I’ve got a thing about birds.
The dead ones, I mean.
You can’t be a Cat owner for seventy-five years (I was given my first kitten when I was six) without having to dispose of a mountain of bird carcases.
Mind you, the sprightly young version of Master Sloop wasn’t a leaver of bodies. He was more of a find ’em in the churchyard, watch, jump, yum, yum, crunch ’em up, delicious, and walk away… Next?
When I lived in Home Close in Wolvercote with a former chewer of birdlife, a killer called Top Cat, he’d find birds while I slaved away in the daily office grind (remember them?) in Oxford. His one mission in life was to hunt everything that lived on Port Meadow and bring it back as Trophy of the Day.
When he’d done his dreadful deed, he’d meander home with the pile of feathers clamped in his jaw. He’d leave his conquest on the back doorstep for young Sam to deal with. Indeed, you could say it was Sam’s very first backbreaking domestic chore. Bury the Latest Bird.
Sam would cycle home from Magdalen College School (the best in town, natch) and before he was fed and watered by You Know Who, it was get out the shovel, man, and dig another grave. Sam’s reward was that his pipe and slippers would always be waiting, along with his freshly washed and ironed linen, a superbly cooked tea, and a special room called his study where he jaw-jawed for hours to his girl friends while his Mama paid the blithering bills. Then it was time for a piping hot bath, a cosy fresh bed and another day where his Only Domestic Chore remained being sole Burial Master of the latest sparrowhawk.

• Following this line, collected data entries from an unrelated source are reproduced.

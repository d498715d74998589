//! Element-wise comparison of one output field against its reference.

use stencil_core::{Element, FieldView};
use tracing::debug;

use crate::boundary::BoundaryExtent;
use crate::metric::Metric;
use crate::result::VerificationResult;

/// One element that failed the metric.
#[derive(Clone, Copy, Debug, PartialEq)]
pub struct Failure<T> {
    pub i: usize,
    pub j: usize,
    pub k: usize,
    pub out_val: T,
    pub ref_val: T,
}

/// Verification of an output field against a reference field.
#[derive(Clone, Debug)]
pub struct Verification<'a, T: Element> {
    output: FieldView<'a, T>,
    reference: FieldView<'a, T>,
    boundary: BoundaryExtent,
    failures: Vec<Failure<T>>,
    passed: bool,
}

impl<'a, T: Element> Verification<'a, T> {
    pub fn new(
        output: FieldView<'a, T>,
        reference: FieldView<'a, T>,
        boundary: BoundaryExtent,
    ) -> Self {
        Self {
            output,
            reference,
            boundary,
            failures: Vec::new(),
            passed: true,
        }
    }

    /// Compare the two fields element-wise.
    ///
    /// Both fields are synced first. Fields whose full extents differ fail
    /// without any element comparison. Otherwise every element inside the
    /// boundary is compared with `metric`, k outermost and i innermost, and
    /// each mismatch is recorded as a [`Failure`]. Failures of a previous run
    /// are discarded.
    pub fn verify(&mut self, metric: &impl Metric<T>) -> VerificationResult {
        self.output.sync();
        self.reference.sync();
        self.failures.clear();
        let result = self.compare(metric);
        self.passed = result.passed();
        result
    }

    fn compare(&mut self, metric: &impl Metric<T>) -> VerificationResult {
        let out = self.output.extents();
        let reference = self.reference.extents();
        if out != reference {
            return VerificationResult::fail(format!(
                "the output field '{}' has a different size than the reference field '{}'.\n \
                 {:<15} as: ({}, {}, {})\n {:<15} as: ({}, {}, {})",
                self.output.name(),
                self.reference.name(),
                self.output.name(),
                out.i,
                out.j,
                out.k,
                self.reference.name(),
                reference.i,
                reference.j,
                reference.k,
            ));
        }

        for k in self.boundary.k_range(out.k) {
            for j in self.boundary.j_range(out.j) {
                for i in self.boundary.i_range(out.i) {
                    let out_val = self.output.get(i, j, k);
                    let ref_val = self.reference.get(i, j, k);
                    if !metric.equal(out_val, ref_val) {
                        self.failures.push(Failure {
                            i,
                            j,
                            k,
                            out_val,
                            ref_val,
                        });
                    }
                }
            }
        }

        debug!(
            field = self.output.name(),
            failures = self.failures.len(),
            "verified field"
        );

        if self.failures.is_empty() {
            return VerificationResult::pass();
        }

        let percent = 100.0 * self.failures.len() as f64 / self.output.size() as f64;
        VerificationResult::fail(format!(
            "{percent:5.3} % of field entries of '{}' do not match (total of {})",
            self.output.name(),
            self.failures.len()
        ))
    }

    /// Mismatches recorded by the last [`verify`](Self::verify), in k/j/i order.
    pub fn failures(&self) -> &[Failure<T>] {
        &self.failures
    }

    /// Outcome of the last [`verify`](Self::verify). `true` before the first run.
    pub fn passed(&self) -> bool {
        self.passed
    }

    pub fn has_errors(&self) -> bool {
        !self.failures.is_empty()
    }

    pub fn output_field(&self) -> &FieldView<'a, T> {
        &self.output
    }

    pub fn reference_field(&self) -> &FieldView<'a, T> {
        &self.reference
    }

    pub fn boundary(&self) -> BoundaryExtent {
        self.boundary
    }
}

#[cfg(test)]
mod tests {
    use super::*;
    use crate::metric::ErrorMetric;
    use stencil_core::{Field, FieldCopy, HostField, StorageMeta};

    fn ramp(meta: StorageMeta) -> HostField<f64> {
        HostField::from_fn("u", meta, |i, j, k| (i + 2 * j + 3 * k) as f64)
    }

    #[test]
    fn test_self_verification_passes() {
        let field = ramp(StorageMeta::new(4, 5, 3));
        let view = FieldView::new(&field);
        let mut v = Verification::new(view.clone(), view, BoundaryExtent::default());
        let result = v.verify(&ErrorMetric::new(1e-12, 1e-12));
        assert!(result.passed());
        assert_eq!(result.message(), "");
        assert!(!v.has_errors());
    }

    #[test]
    fn test_single_mutation() {
        let meta = StorageMeta::new(4, 5, 3);
        let field = ramp(meta);
        let reference = FieldCopy::new(&field);
        field.set(2, 3, 1, 100.0);

        let mut v = Verification::new(
            FieldView::new(&field),
            reference.to_view(),
            BoundaryExtent::default(),
        );
        let result = v.verify(&ErrorMetric::new(1e-6, 1e-6));
        assert!(!result.passed());
        assert_eq!(
            v.failures(),
            &[Failure {
                i: 2,
                j: 3,
                k: 1,
                out_val: 100.0,
                ref_val: (2 + 6 + 3) as f64,
            }]
        );
        assert_eq!(
            result.message(),
            "1.667 % of field entries of 'u' do not match (total of 1)"
        );
    }

    #[test]
    fn test_boundary_excludes_mismatch() {
        let field = ramp(StorageMeta::new(4, 4, 2));
        let reference = FieldCopy::new(&field);
        field.set(0, 0, 0, -1.0);
        field.set(3, 3, 1, -1.0);

        let boundary = BoundaryExtent::new(1, 1, 1, 1, 0, 0);
        let mut v = Verification::new(FieldView::new(&field), reference.to_view(), boundary);
        assert!(v.verify(&ErrorMetric::new(1e-6, 1e-6)).passed());

        let mut v = Verification::new(
            FieldView::new(&field),
            reference.to_view(),
            BoundaryExtent::default(),
        );
        assert!(!v.verify(&ErrorMetric::new(1e-6, 1e-6)).passed());
        assert_eq!(v.failures().len(), 2);
        assert_eq!(v.boundary(), BoundaryExtent::default());
    }

    #[test]
    fn test_size_mismatch() {
        let output = ramp(StorageMeta::new(4, 4, 3));
        let reference = HostField::<f64>::new("ref", StorageMeta::new(4, 4, 2));
        let mut v = Verification::new(
            FieldView::new(&output),
            FieldView::new(&reference),
            BoundaryExtent::default(),
        );
        let result = v.verify(&ErrorMetric::new(1e-6, 1e-6));
        assert!(!result.passed());
        assert!(v.failures().is_empty());
        assert_eq!(
            result.message(),
            "the output field 'u' has a different size than the reference field 'ref'.\n \
             u               as: (4, 4, 3)\n ref             as: (4, 4, 2)"
        );
    }

    #[test]
    fn test_failure_order_is_k_j_i() {
        let field = ramp(StorageMeta::new(2, 2, 2));
        let reference = FieldCopy::new(&field);
        for (i, j, k) in [(1, 1, 1), (0, 0, 1), (1, 0, 0), (0, 1, 0)] {
            field.set(i, j, k, 50.0);
        }
        let mut v = Verification::new(
            FieldView::new(&field),
            reference.to_view(),
            BoundaryExtent::default(),
        );
        v.verify(&ErrorMetric::new(1e-6, 1e-6));
        let order: Vec<_> = v.failures().iter().map(|f| (f.i, f.j, f.k)).collect();
        assert_eq!(order, [(1, 0, 0), (0, 1, 0), (0, 0, 1), (1, 1, 1)]);
    }

    #[test]
    fn test_rerun_is_not_cumulative() {
        let field = ramp(StorageMeta::new(3, 3, 3));
        let reference = FieldCopy::new(&field);
        field.set(1, 1, 1, 99.0);
        let mut v = Verification::new(
            FieldView::new(&field),
            reference.to_view(),
            BoundaryExtent::default(),
        );
        let metric = ErrorMetric::new(1e-6, 1e-6);
        v.verify(&metric);
        v.verify(&metric);
        assert_eq!(v.failures().len(), 1);
        assert!(!v.passed());

        field.set(1, 1, 1, 1.0 + 2.0 + 3.0);
        assert!(v.verify(&metric).passed());
        assert!(v.failures().is_empty());
    }
}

I don’t know how he had the courage. Me, I’m such a coward. I can’t even bear to look. Although in May this year, I had to. Master Sloop stalked and killed a baby pigeon in Blenheim. He carried it all the way home to the centre of Woodstock and left it in the alleyway of my small walled garden. Not bad, eh, for a cat with cancer who knows he’s on his very last legs but wants to prove he can still an killer be.
By the time I spotted it during my coffee break, the aforesaid naked pale green offering was crawling with ants.
***
I shut my eyes. I prayed that Sam might miraculously appear out of nowhere and rescue me from puking and faintness. ‘Let me do this, Mum,’ he’d say with that devastating smile of his. ‘Let me help you clear up the mess.’
Alas and alack, I was as usual on my own. Playing solo. Being really brave.
Blindfolded, I scurried to the shed, found a shovel, scraped up the naked green thing into a binbag and ran all the way to the Woodstock Museum. Well, to the bins right next to it. It wasn’t intended for display. I then marched home, threw a bottle of Dettol over the place where the ants had been and politely asked Master Sloop if he could find a tiny little caterpillar in Blenheim next time.
Did he listen? Not a snowball’s. He gave a yawn so large I could see down to his cancerous innards and sloped off for another long nap underneath the shed.
The day he was cremated I rang my Gardener and sobbed down the phone. ‘See you at two,’ said Michael Davidson. Together we planned a Memorial Garden to the Dead Cat, a glorious eiderdown of colour, real earth, not a cat’s lavatory, and real flowers.
And birds.
They knew withut being told that the ferocious tiger with the watchful eyes had disappeared through the Oh So Heavenly Gate. They were free to fly in and begin the ritual of their day. Fighting Fattie Pigeon comes first. Letting the jays feed is always second. My pheasant is Marmaduke. He arrives to sunbathe at noon and stays among the digitalis and hollyhocks and lupins and whatchamacallums until it’s time to return to his Blenheim brood.
I have a problem with Chapter Three? Easy peasy. I make a cup of tea and watch the birdies. I even smile for the camera, even though there is nobody else around. It’s my Robin, see? Swoop, swoop, rustle. Dance, peck, swoop. Off again into the sweet fresh air.
Freedom comes at a price, they tell me. My last Cat. I’ve paid it. Now it’s time to dance.